Requirements are samtools, python3, biopython, numpy and Picard tools. Alternatively, you can use the command below and the “requirements.txt” file in the bundle to install the dependencies:

pip install requirements.txt

Click here to download the latest version of pTools. Before you start, please do the following:

  • Install python 3.8.5
  • Install following python packages numpy==1.19.2 biopython==1.78 pandas==1.1.3
  • Get Picard 2.23.8 from https://github.com/broadinstitute/picard/releases/download/2.23.8/picard.jar, and add the .jarfile to PATH.
  • Install samtools 1.11
  • Install java runtime, for example openjdk 11.0.8.
  • Add scripts from directories 10xscelldiffgenomepbam2bam and transcriptome to PATH.
  • Below is the detailed explanation of the folders. Additional README can be found in each folder. README related to WDL and the necessary code to run pTools with WDL can be found at https://github.com/ENCODE-DCC/ptools

BAM to pBAM conversion

This is a combination of scripts that converts BAM files into a pBAM format.

The list of corresponding folders are: (1) genome, (3) transcriptome. These scripts will work with bulk and single-cell functional genomics data.

genome

This folder contains the code that converts a functional genomics BAM file into a pBAM format. This is specifically for BAM files that are created by mapping the reads to reference genome. This is the code to use for ChIP-Seq, ATAC-Seq and genome aligned RNA-Seq BAM files. This folder contains the following scripts:

  • PrintSequence.py
  • getSeq_genome_wN.py
  • getSeq_genome_woN.py
  • makepBAM_genome.sh
  • README

Usage is:

sh makepBAM_genome.sh <bam> <ref> <dir>
  • <bam> : input BAM file. Name of the bam file before the “.bam” extension.
  • <ref> : input reference genome. This should be the same reference genome that was used to generate the BAM file. Please use the full path.
  • <dir> : a path for a temporary directory.
  • This script will generate an output “<bam>.p.bam”, a pBAM file that has the same name as the input BAM file

Example: sh makepBAM_genome.sh ../test/test.bam hg38.fa ./tmp
This will create a file called test.p.bam.

transcriptome

This folder contains the code that converts an RNA-Seq BAM file into a pBAM format. This is specifically for BAM files that are created by mapping the reads to reference transcriptome (such as those created by STAR alignment tool).

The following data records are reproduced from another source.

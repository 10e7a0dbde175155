pub mod categories;
pub mod events;
pub mod favorites;

pub use categories::CategoryRepository;
pub use events::EventRepository;
pub use favorites::FavoriteRepository;
use sqlx::PgPool;
use uuid::Uuid;

use crate::models::UserCard;

pub struct SubscriptionRepository {
    pool: PgPool,
}

impl SubscriptionRepository {
    pub fn new(pool: PgPool) -> Self {
        Self { pool }
    }

    /// Returns true if a new row was inserted, false if it already existed
    pub async fn insert(&self, subscriber_id: Uuid, followed_id: Uuid) -> Result<bool, sqlx::Error> {
        let inserted = sqlx::query_scalar::<_, bool>(
            r#"
            INSERT INTO subscriptions (subscriber_id, followed_id, created_at)
            VALUES ($1, $2, NOW())
            ON CONFLICT (subscriber_id, followed_id) DO NOTHING
            RETURNING TRUE
            "#,
        )
        .bind(subscriber_id)
        .bind(followed_id)
        .fetch_optional(&self.pool)
        .await?;

        Ok(inserted.is_some())
    }

    /// Returns true if a row was removed
    pub async fn delete(&self, subscriber_id: Uuid, followed_id: Uuid) -> Result<bool, sqlx::Error> {
        let affected = sqlx::query(
            r#"
            DELETE FROM subscriptions
            WHERE subscriber_id = $1 AND followed_id = $2
            "#,
        )
        .bind(subscriber_id)
        .bind(followed_id)
        .execute(&self.pool)
        .await?
        .rows_affected();

        Ok(affected > 0)
    }

    pub async fn exists(&self, subscriber_id: Uuid, followed_id: Uuid) -> Result<bool, sqlx::Error> {
        sqlx::query_scalar::<_, bool>(
            r#"
            SELECT EXISTS(
                SELECT 1 FROM subscriptions
                WHERE subscriber_id = $1 AND followed_id = $2
            )
            "#,
        )
        .bind(subscriber_id)
        .bind(followed_id)
        .fetch_one(&self.pool)
        .await
    }

    /// Users subscribed to `user_id`, newest first
    pub async fn list_subscribers(
        &self,
        user_id: Uuid,
        limit: i64,
        offset: i64,
    ) -> Result<Vec<UserCard>, sqlx::Error> {
        sqlx::query_as::<_, UserCard>(
            r#"
            SELECT u.id, u.username, u.avatar_url
            FROM subscriptions s
            JOIN users u ON u.id = s.subscriber_id
            WHERE s.followed_id = $1
            ORDER BY s.created_at DESC, u.id
            LIMIT $2 OFFSET $3
            "#,
        )
        .bind(user_id)
        .bind(limit)
        .bind(offset)
        .fetch_all(&self.pool)
        .await
    }

    /// Users `user_id` is subscribed to, newest first
    pub async fn list_subscriptions(
        &self,
        user_id: Uuid,
        limit: i64,
        offset: i64,
    ) -> Result<Vec<UserCard>, sqlx::Error> {
        sqlx::query_as::<_, UserCard>(
            r#"
            SELECT u.id, u.username, u.avatar_url
            FROM subscriptions s
            JOIN users u ON u.id = s.followed_id
            WHERE s.subscriber_id = $1
            ORDER BY s.created_at DESC, u.id
            LIMIT $2 OFFSET $3
            "#,
        )
        .bind(user_id)
        .bind(limit)
        .bind(offset)
        .fetch_all(&self.pool)
        .await
    }

    pub async fn count_subscribers(&self, user_id: Uuid) -> Result<i64, sqlx::Error> {
        sqlx::query_scalar::<_, i64>("SELECT COUNT(*) FROM subscriptions WHERE followed_id = $1")
            .bind(user_id)
            .fetch_one(&self.pool)
            .await
    }

    pub async fn count_subscriptions(&self, user_id: Uuid) -> Result<i64, sqlx::Error> {
        sqlx::query_scalar::<_, i64>("SELECT COUNT(*) FROM subscriptions WHERE subscriber_id = $1")
            .bind(user_id)
            .fetch_one(&self.pool)
            .await
    }
}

This folder contains the following scripts:

  • PrintSequence.py
  • PrintTransSequence.py
  • pbam_mapped_transcriptome.py
  • makepBAM_transcriptome.sh
  • README

Usage is:

sh makepBAM_transcriptome.sh <bam> <gref> <tref> <gtf>
  • <bam> : input BAM file. Name of the bam file before the “.bam” extension.
  • <gref> : input reference genome. This should be the same reference genome that was used to generate the reference transcriptome and genome aligned RNA-seq BAM file. Please use the full path.
  • <tref> : input reference transcriptome. This should be the same reference genome transcriptome was used to generate the transcriptome aligned BAM file. Please use the full path.
  • <gtf> : gene annotation file that was used to generate the transcriptome aligned RNA-seq BAM file. Please use the full path.
  • This script will generate an output “<bam>.p.bam”, a pBAM file that has the same name as the input BAM file

Example: sh makepBAM_transcriptome.sh ../test/test.bam hg38.fa gencode38.fa gencode38.gtf
This will create a file called test.p.bam

pBAM to pFastq conversion

Although “samtools fastq” option will be enough to convert the pBAM files to fastq files, 10x single-cell BAM files that are created using STAR alignments require a special fastq conversion. For this, we will use the folder “10xscell/pfastq/”.

10xscell/pfastq

This folder contains the code that converts a 10x single cell RNA-seq pBAM file into a pFastq format. This is specifically for BAM files that are created by mapping the reads to reference genome using STAR aligner (part of HCA Optimus pipeline). This folder contains the following scripts:

  • 10x_bam2fastq.py
  • makeFastq.sh
  • make_unique.py
  • print_unique.py
  • README

Usage is:

sh makeFastq.sh <pbam>
  • <pbam> : input pBAM file. Name of the p.bam file before the “p.bam” extension.
  • This script will generate three output files that are named
    • pbam_R1.fastq.gz,
    • pbam_R2.fastq.gz,
    • pbam_I1.fastq.gz

Example: sh makeFastq.sh ../test/test.p.bam

BAM to .diff conversion

This is a combination of scripts that converts BAM files into a .diff format. For this, we will use the folder “diff”. This folder contains the following scripts:

  • createDiff.py
  • makeDiff.sh
  • compress.py
  • README

Usage is:

sh makeDiff.sh <bam>
  • <bam> : input BAM file. Name of the bam file before the “.bam” extension.
  • This script will generate an output “<bam>.diff”, a diff file that has the same name as the input BAM file

Example: sh makeDiff.sh ../test/test.bam
This will create test.diff.

pBAM + .diff to BAM conversion

This is a combination of scripts that converts pBAM and .diff files into BAM format. For this, we will use the folder “pbam2bam”. This folder contains the following scripts:

  • PrintSequence.py
  • PrintTransSequence.py
  • pbam2bam.py
  • makeBAM.sh
  • README

Usage is:

sh makeBAM.sh <pbam> <ref> <tmp> <prompt>
  • <pbam> : input pBAM file. Name of the p.bam file before the “p.bam” extension.
  • <ref> : input reference genome. This should be the same reference genome that is in the header of the pBAM file. Please use the full path.
  • <tmp> : a temporary folder name, will be deleted at the end of the run.
  • <prompt>: use “genome” for genome aligned pBAMs and “transcriptome” for transcriptome aligned pBAMs
  • This script will generate an output “<pbam>.bam”, a BAM file that has the same name as the input and diff BAM file
  • MAKE SURE THE .diff AND THE .p.bam FILE HAS THE SAME EXACT NAME and are in the same folder.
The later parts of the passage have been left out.